Notes from Reuters Special on Urbanization - India & China Story
1. It happens every year. When monsoon rains lash Mumbai, the city turns into a cesspool, which along with its potholed roads and gridlocked traffic, mocks its ambition of becoming a global financial center. India has Asia's third-largest economy and the increasing global clout that goes with it. It is already home to a quarter of the world's 20 most densely populated cities.
2. Indian cities over the next two decades will also house 40 percent of the country's population and generate some 70 percent of new job opportunities, McKinsey Global Institute (MGI), the research arm of consultancy McKinsey, estimates in a report.
"Across all major quality-of-life indicators, India's cities fall well short of delivering even a basic standard of living for their residents," the report said. To cater to this growth, India needs to invest $1.2 trillion in capital expenditure, mainly infrastructure, over that period, an eight-fold increase of current spending levels, MGI said.3. India will, over the next two decades, see an urban transformation the scale and speed of which has not happened anywhere except China, with many cities becoming larger than many countries, in terms of population size and GDP.
"It's going to be one of the most defining changes that we have yet to see," said Roopa Purushothaman at Everstone Investment Advisors.

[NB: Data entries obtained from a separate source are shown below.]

//! # Engine Error Types
//!
//! One error type for every service operation, classified into the
//! caller-facing [`ErrorKind`] taxonomy.
//!
//! ```text
//! CoreError  ──► kind() as declared in taquilla-core
//! DbError    ──► NotFound                      → NotFound
//!                DuplicateQueue / DuplicateTurn
//!                / UniqueViolation             → Conflict
//!                anything else                 → Internal
//! ```

use taquilla_core::{CoreError, ErrorKind, ValidationError};
use taquilla_db::DbError;
use thiserror::Error;

/// Result type alias for engine operations.
pub type EngineResult<T> = Result<T, EngineError>;

#[derive(Debug, Error)]
pub enum EngineError {
    /// Business rule failure.
    #[error(transparent)]
    Core(#[from] CoreError),

    /// Storage failure.
    #[error(transparent)]
    Storage(#[from] DbError),
}

impl EngineError {
    /// Classifies the error for callers.
    pub fn kind(&self) -> ErrorKind {
        match self {
            EngineError::Core(err) => err.kind(),
            EngineError::Storage(DbError::NotFound { .. }) => ErrorKind::NotFound,
            EngineError::Storage(err) if err.is_unique_violation() => ErrorKind::Conflict,
            EngineError::Storage(_) => ErrorKind::Internal,
        }
    }

    /// Stable machine-readable code.
    pub fn code(&self) -> &'static str {
        match self {
            EngineError::Core(err) => match err {
                CoreError::EventNotFound(_) => "EVENT_NOT_FOUND",
                CoreError::QueueNotFound(_) => "QUEUE_NOT_FOUND",
                CoreError::TurnNotFound { .. } => "TURN_NOT_FOUND",
                CoreError::ZoneNotFound { .. } => "ZONE_NOT_FOUND",
                CoreError::OrderNotFound(_) => "ORDER_NOT_FOUND",
                CoreError::QueueAlreadyExists(_) => "QUEUE_ALREADY_EXISTS",
                CoreError::QueueClosed(_) => "QUEUE_CLOSED",
                CoreError::NotAdmitted { .. } => "NOT_ADMITTED",
                CoreError::NotOnSale(_) => "NOT_ON_SALE",
                CoreError::SoldOut { .. } => "SOLD_OUT",
                CoreError::TicketLimitExceeded { .. } => "TICKET_LIMIT_EXCEEDED",
                CoreError::InsufficientPoints { .. } => "INSUFFICIENT_POINTS",
                CoreError::OrderAlreadyCompleted(_) => "ORDER_ALREADY_COMPLETED",
                CoreError::Validation(_) => "VALIDATION_ERROR",
            },
            EngineError::Storage(DbError::NotFound { .. }) => "NOT_FOUND",
            EngineError::Storage(err) if err.is_unique_violation() => "CONFLICT",
            EngineError::Storage(_) => "INTERNAL_ERROR",
        }
    }
}

impl From<ValidationError> for EngineError {
    fn from(err: ValidationError) -> Self {
        EngineError::Core(CoreError::Validation(err))
    }
}

#[cfg(test)]
mod tests {
    use super::*;

    #[test]
    fn test_storage_classification() {
        let err = EngineError::from(DbError::DuplicateTurn);
        assert_eq!(err.kind(), ErrorKind::Conflict);
        assert_eq!(err.code(), "CONFLICT");

        // Only reachable when a guarded update is bypassed
        let err = EngineError::from(DbError::CapacityExceeded);
        assert_eq!(err.kind(), ErrorKind::Internal);

        let err = EngineError::from(DbError::not_found("Order", "o1"));
        assert_eq!(err.kind(), ErrorKind::NotFound);

        let err = EngineError::from(DbError::PoolExhausted);
        assert_eq!(err.kind(), ErrorKind::Internal);
        assert_eq!(err.code(), "INTERNAL_ERROR");
    }

    #[test]
    fn test_core_classification() {
        let err = EngineError::from(CoreError::SoldOut {
            zone_id: "z".into(),
            available: 0,
            requested: 1,
        });
        assert_eq!(err.kind(), ErrorKind::Conflict);
        assert_eq!(err.code(), "SOLD_OUT");

        let err = EngineError::from(ValidationError::Required {
            field: "lines".into(),
        });
        assert_eq!(err.kind(), ErrorKind::Validation);
    }
}
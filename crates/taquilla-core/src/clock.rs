//! # Clock
//!
//! Injectable time source. Services read "now" through a [`Clock`] so turn
//! staleness, tariff windows and sweeps can be driven deterministically in
//! tests without sleeping.

use std::fmt::Debug;
use std::sync::atomic::{AtomicI64, Ordering};

use chrono::{DateTime, Duration, Utc};

/// Source of the current instant.
pub trait Clock: Send + Sync + Debug {
    fn now(&self) -> DateTime<Utc>;
}

/// Wall clock.
#[derive(Debug, Clone, Copy, Default)]
pub struct SystemClock;

impl Clock for SystemClock {
    fn now(&self) -> DateTime<Utc> {
        Utc::now()
    }
}

/// Manually driven clock with millisecond resolution.
///
/// ## Example
/// ```rust
/// use chrono::{Duration, TimeZone, Utc};
/// use taquilla_core::clock::{Clock, ManualClock};
///
/// let start = Utc.with_ymd_and_hms(2026, 1, 1, 12, 0, 0).unwrap();
/// let clock = ManualClock::new(start);
/// clock.advance(Duration::seconds(61));
/// assert_eq!(clock.now(), start + Duration::seconds(61));
/// ```
#[derive(Debug)]
pub struct ManualClock {
    millis: AtomicI64,
}

impl ManualClock {
    pub fn new(start: DateTime<Utc>) -> Self {
        ManualClock {
            millis: AtomicI64::new(start.timestamp_millis()),
        }
    }

    /// Moves the clock forward (or backward for negative durations).
    pub fn advance(&self, by: Duration) {
        self.millis.fetch_add(by.num_milliseconds(), Ordering::SeqCst);
    }

    pub fn set(&self, at: DateTime<Utc>) {
        self.millis.store(at.timestamp_millis(), Ordering::SeqCst);
    }
}

impl Clock for ManualClock {
    fn now(&self) -> DateTime<Utc> {
        let millis = self.millis.load(Ordering::SeqCst);
        DateTime::from_timestamp_millis(millis).unwrap_or_default()
    }
}

#[cfg(test)]
mod tests {
    use super::*;
    use chrono::TimeZone;

    #[test]
    fn test_manual_clock_set_and_advance() {
        let start = Utc.with_ymd_and_hms(2026, 1, 1, 0, 0, 0).unwrap();
        let clock = ManualClock::new(start);
        assert_eq!(clock.now(), start);

        clock.advance(Duration::milliseconds(1500));
        assert_eq!(clock.now(), start + Duration::milliseconds(1500));

        clock.set(start);
        assert_eq!(clock.now(), start);
    }
}
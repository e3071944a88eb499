//! # Repository Module
//!
//! Database repository implementations for Taquilla.
//!
//! ## Repository Pattern
//! ```text
//! ┌─────────────────────────────────────────────────────────────────────────┐
//! │                    Repository Pattern Explained                         │
//! │                                                                         │
//! │  Engine service                                                        │
//! │       │                                                                 │
//! │       │  db.queues().rank_of(&turn)                                    │
//! │       ▼                                                                 │
//! │  QueueRepository                                                       │
//! │  ├── insert_turn(&self, turn)                                          │
//! │  ├── find_turn(&self, queue_id, client_id)                             │
//! │  ├── rank_of(&self, turn)                                              │
//! │  └── delete_stale_turns(&self, cutoff)                                 │
//! │       │                                                                 │
//! │       │  SQL Query                                                      │
//! │       ▼                                                                 │
//! │  SQLite Database                                                       │
//! │                                                                         │
//! │  Row structs (`*Row`) mirror the stored columns; conversion into the   │
//! │  domain types decodes millisecond timestamps and JSON columns.         │
//! └─────────────────────────────────────────────────────────────────────────┘
//! ```
//!
//! ## Available Repositories
//!
//! - [`QueueRepository`](queue::QueueRepository) - Queues and turns
//! - [`CatalogRepository`](catalog::CatalogRepository) - Events, zones, tariffs
//! - [`OrderRepository`](order::OrderRepository) - Orders and the order transaction
//! - [`PointsRepository`](points::PointsRepository) - Loyalty balances

pub mod catalog;
pub mod order;
pub mod points;
pub mod queue;

use chrono::{DateTime, Utc};
use uuid::Uuid;

use crate::error::{DbError, DbResult};

/// Converts a stored millisecond timestamp into a UTC instant.
pub(crate) fn from_millis(column: &str, millis: i64) -> DbResult<DateTime<Utc>> {
    DateTime::from_timestamp_millis(millis)
        .ok_or_else(|| DbError::corrupt(column, format!("timestamp {millis} out of range")))
}

/// Converts a UTC instant into its stored millisecond form.
#[inline]
pub(crate) fn to_millis(at: DateTime<Utc>) -> i64 {
    at.timestamp_millis()
}

/// Generates a new row id.
pub fn generate_id() -> String {
    Uuid::new_v4().to_string()
}

#[cfg(test)]
mod tests {
    use super::*;
    use chrono::TimeZone;

    #[test]
    fn test_millis_conversion() {
        let at = Utc.with_ymd_and_hms(2026, 6, 1, 18, 30, 0).unwrap();
        assert_eq!(from_millis("t", to_millis(at)).unwrap(), at);
        assert!(from_millis("t", i64::MAX).is_err());
    }

    #[test]
    fn test_generate_id_is_uuid() {
        let id = generate_id();
        assert!(Uuid::parse_str(&id).is_ok());
        assert_ne!(id, generate_id());
    }
}
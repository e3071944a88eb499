//! # Stale Turn Sweeper
//!
//! Background task that evicts turns whose clients stopped heartbeating.
//!
//! ## Loop
//! ```text
//! ┌─────────────────────────────────────────────────────────────────────────┐
//! │                                                                         │
//! │   every sweep_interval ──► QueueService::evict_stale_turns()            │
//! │                             DELETE FROM turns                           │
//! │                             WHERE last_heartbeat_at < now - threshold   │
//! │                                                                         │
//! │   SweeperHandle::shutdown() ──► loop exits after the current pass       │
//! │                                                                         │
//! └─────────────────────────────────────────────────────────────────────────┘
//! ```
//!
//! The delete is one statement filtered on a cutoff, so several instances
//! sweeping the same database at once simply find nothing left to delete.

use std::sync::Arc;
use std::time::Duration;

use tokio::sync::mpsc;
use tracing::{error, info};

use crate::error::EngineResult;
use crate::queue::QueueService;

/// Periodically removes stale turns.
pub struct StaleTurnSweeper {
    queues: Arc<QueueService>,
    interval: Duration,
    shutdown_rx: mpsc::Receiver<()>,
}

/// Handle for stopping a running sweeper.
#[derive(Clone)]
pub struct SweeperHandle {
    shutdown_tx: mpsc::Sender<()>,
}

impl SweeperHandle {
    /// Asks the sweeper to stop. Returns false if it already stopped.
    pub async fn shutdown(&self) -> bool {
        self.shutdown_tx.send(()).await.is_ok()
    }
}

impl StaleTurnSweeper {
    /// Creates a sweeper and the handle that stops it.
    pub fn new(queues: Arc<QueueService>, interval: Duration) -> (Self, SweeperHandle) {
        let (shutdown_tx, shutdown_rx) = mpsc::channel(1);

        let sweeper = StaleTurnSweeper {
            queues,
            interval,
            shutdown_rx,
        };

        (sweeper, SweeperHandle { shutdown_tx })
    }

    /// One sweep pass.
    pub async fn sweep_once(&self) -> EngineResult<u64> {
        self.queues.evict_stale_turns().await
    }

    /// Runs the sweep loop until shut down.
    ///
    /// This should be spawned as a background task.
    pub async fn run(mut self) {
        info!(interval_secs = self.interval.as_secs(), "Stale turn sweeper starting");

        let mut interval = tokio::time::interval(self.interval);
        interval.set_missed_tick_behavior(tokio::time::MissedTickBehavior::Delay);

        loop {
            tokio::select! {
                _ = interval.tick() => {
                    if let Err(e) = self.sweep_once().await {
                        error!(?e, "Stale turn sweep failed");
                    }
                }

                _ = self.shutdown_rx.recv() => {
                    info!("Stale turn sweeper shutting down");
                    break;
                }
            }
        }

        info!("Stale turn sweeper stopped");
    }
}

#[cfg(test)]
mod tests {
    use super::*;
    use crate::config::EngineConfig;
    use chrono::{Duration as ChronoDuration, TimeZone, Utc};
    use taquilla_core::{Event, ManualClock};
    use taquilla_db::{Database, DbConfig};

    async fn setup() -> (Arc<QueueService>, Arc<ManualClock>, String) {
        let db = Database::new(DbConfig::in_memory()).await.unwrap();
        let start = Utc.with_ymd_and_hms(2026, 5, 1, 9, 0, 0).unwrap();
        db.catalog()
            .insert_event(&Event {
                id: "evt-1".into(),
                name: "Concierto".into(),
                starts_at: start,
            })
            .await
            .unwrap();

        let clock = Arc::new(ManualClock::new(start));
        let store = Arc::new(db);
        let service = Arc::new(QueueService::new(
            store.clone(),
            store,
            clock.clone(),
            EngineConfig::default(),
        ));
        let queue = service.create_queue("evt-1").await.unwrap();
        (service, clock, queue.id)
    }

    #[tokio::test]
    async fn test_sweep_once_evicts_only_stale() {
        let (service, clock, queue_id) = setup().await;
        service.join_queue("silent", "evt-1").await.unwrap();
        clock.advance(ChronoDuration::seconds(30));
        service.join_queue("active", "evt-1").await.unwrap();

        let (sweeper, _handle) = StaleTurnSweeper::new(service.clone(), Duration::from_secs(60));

        clock.advance(ChronoDuration::seconds(31));
        assert_eq!(sweeper.sweep_once().await.unwrap(), 1);
        assert_eq!(sweeper.sweep_once().await.unwrap(), 0);

        let pos = service.get_position("active", &queue_id).await.unwrap();
        assert_eq!(pos.position, 1);
    }

    #[tokio::test]
    async fn test_run_stops_on_shutdown() {
        let (service, clock, queue_id) = setup().await;
        service.join_queue("silent", "evt-1").await.unwrap();
        clock.advance(ChronoDuration::seconds(120));

        let (sweeper, handle) = StaleTurnSweeper::new(service.clone(), Duration::from_millis(10));
        let task = tokio::spawn(sweeper.run());

        // The first tick fires immediately
        tokio::time::sleep(Duration::from_millis(50)).await;
        assert!(service.get_position("silent", &queue_id).await.is_err());

        assert!(handle.shutdown().await);
        task.await.unwrap();
        assert!(!handle.shutdown().await);
    }
}
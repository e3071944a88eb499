//! Error responses for the HTTP API.
//!
//! ```text
//! EngineError ──► kind() ──► status     body
//!                 Validation  400        {"code": "VALIDATION_ERROR", "message": ...}
//!                 NotFound    404        {"code": "ORDER_NOT_FOUND",  "message": ...}
//!                 Conflict    409        {"code": "SOLD_OUT",         "message": ...}
//!                 Internal    500        {"code": "INTERNAL_ERROR",   "message": "Internal server error"}
//! ```
//!
//! Body rejections from axum (bad JSON, wrong types, wrong content type)
//! are folded into `VALIDATION_ERROR` instead of axum's plain-text 4xx.

use axum::extract::rejection::JsonRejection;
use axum::http::StatusCode;
use axum::response::{IntoResponse, Response};
use axum::Json;
use serde::Serialize;
use taquilla_core::ErrorKind;
use taquilla_engine::EngineError;
use tracing::{debug, error};

/// API errors.
#[derive(Debug, thiserror::Error)]
pub enum ApiError {
    #[error(transparent)]
    Engine(#[from] EngineError),

    #[error("Missing header: {0}")]
    MissingHeader(&'static str),

    #[error("Invalid request body: {0}")]
    InvalidBody(String),
}

impl From<JsonRejection> for ApiError {
    fn from(rejection: JsonRejection) -> Self {
        ApiError::InvalidBody(rejection.body_text())
    }
}

#[derive(Serialize)]
struct ErrorBody<'a> {
    code: &'a str,
    message: String,
}

impl ApiError {
    pub fn kind(&self) -> ErrorKind {
        match self {
            ApiError::Engine(err) => err.kind(),
            ApiError::MissingHeader(_) | ApiError::InvalidBody(_) => ErrorKind::Validation,
        }
    }

    pub fn status_code(&self) -> StatusCode {
        match self.kind() {
            ErrorKind::Validation => StatusCode::BAD_REQUEST,
            ErrorKind::NotFound => StatusCode::NOT_FOUND,
            ErrorKind::Conflict => StatusCode::CONFLICT,
            ErrorKind::Internal => StatusCode::INTERNAL_SERVER_ERROR,
        }
    }

    pub fn code(&self) -> &'static str {
        match self {
            ApiError::Engine(err) => err.code(),
            ApiError::MissingHeader(_) | ApiError::InvalidBody(_) => "VALIDATION_ERROR",
        }
    }
}

impl IntoResponse for ApiError {
    fn into_response(self) -> Response {
        let status = self.status_code();

        let message = if status == StatusCode::INTERNAL_SERVER_ERROR {
            error!(error = ?self, "Internal error");
            "Internal server error".to_string()
        } else {
            debug!(error = %self, code = self.code(), "Request rejected");
            self.to_string()
        };

        let body = ErrorBody {
            code: self.code(),
            message,
        };

        (status, Json(body)).into_response()
    }
}

#[cfg(test)]
mod tests {
    use super::*;
    use taquilla_core::CoreError;
    use taquilla_db::DbError;

    #[test]
    fn test_status_mapping() {
        let sold_out = ApiError::from(EngineError::from(CoreError::SoldOut {
            zone_id: "z".into(),
            available: 0,
            requested: 1,
        }));
        assert_eq!(sold_out.status_code(), StatusCode::CONFLICT);
        assert_eq!(sold_out.code(), "SOLD_OUT");

        let missing = ApiError::from(EngineError::from(CoreError::OrderNotFound("o".into())));
        assert_eq!(missing.status_code(), StatusCode::NOT_FOUND);

        let header = ApiError::MissingHeader("x-client-id");
        assert_eq!(header.status_code(), StatusCode::BAD_REQUEST);

        let body = ApiError::InvalidBody("missing field `lines`".into());
        assert_eq!(body.status_code(), StatusCode::BAD_REQUEST);
        assert_eq!(body.code(), "VALIDATION_ERROR");

        let storage = ApiError::from(EngineError::from(DbError::corrupt("orders.status", "bad")));
        assert_eq!(storage.status_code(), StatusCode::INTERNAL_SERVER_ERROR);
    }
}
//! # Points Ledger
//!
//! Loyalty points arithmetic. Points are computed on whole currency units of
//! an order subtotal; the minor part never earns or costs points.
//!
//! ```text
//! standard confirmation:  earn  floor(subtotal / 20)   (5%)
//! presale confirmation:   spend floor(subtotal / 10)   (10%)
//! ```

use crate::money::Money;

/// Currency units per point earned.
pub const EARN_DIVISOR: i64 = 20;

/// Currency units per point spent.
pub const SPEND_DIVISOR: i64 = 10;

/// Points credited for a standard purchase. Zero for non-positive subtotals.
#[inline]
pub fn points_earned(subtotal: Money) -> i64 {
    if !subtotal.is_positive() {
        return 0;
    }
    subtotal.major_units() / EARN_DIVISOR
}

/// Points debited for a presale purchase. Zero for non-positive subtotals.
#[inline]
pub fn points_spent(subtotal: Money) -> i64 {
    if !subtotal.is_positive() {
        return 0;
    }
    subtotal.major_units() / SPEND_DIVISOR
}

/// A presale debit is allowed only when the balance covers it.
#[inline]
pub fn can_spend(balance: i64, required: i64) -> bool {
    balance >= required
}

#[cfg(test)]
mod tests {
    use super::*;

    fn units(n: i64) -> Money {
        Money::from_major_minor(n, 0)
    }

    #[test]
    fn test_reference_values() {
        assert_eq!(points_earned(units(0)), 0);
        assert_eq!(points_earned(units(100)), 5);
        assert_eq!(points_spent(units(100)), 10);
    }

    #[test]
    fn test_floors() {
        assert_eq!(points_earned(units(39)), 1);
        assert_eq!(points_spent(units(19)), 1);
        // 99.99 is 99 whole units
        assert_eq!(points_spent(Money::from_cents(9999)), 9);
    }

    #[test]
    fn test_non_positive_subtotals() {
        assert_eq!(points_earned(Money::from_cents(-5000)), 0);
        assert_eq!(points_spent(Money::from_cents(-5000)), 0);
    }

    #[test]
    fn test_can_spend() {
        assert!(can_spend(10, 10));
        assert!(!can_spend(5, 10));
    }
}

Analysis :Historically, India's politicians and policy-makers have focused on villages. Urbanization has largely been a result of existing cities expanding economically and demographically, rather than anything planned. This is reflected in Sonia Gandhi's approach, who has conceded that the price hike in petrol is to fund the social schemes (read village oriented). This would tantamount to penalize the urban population to help rural population.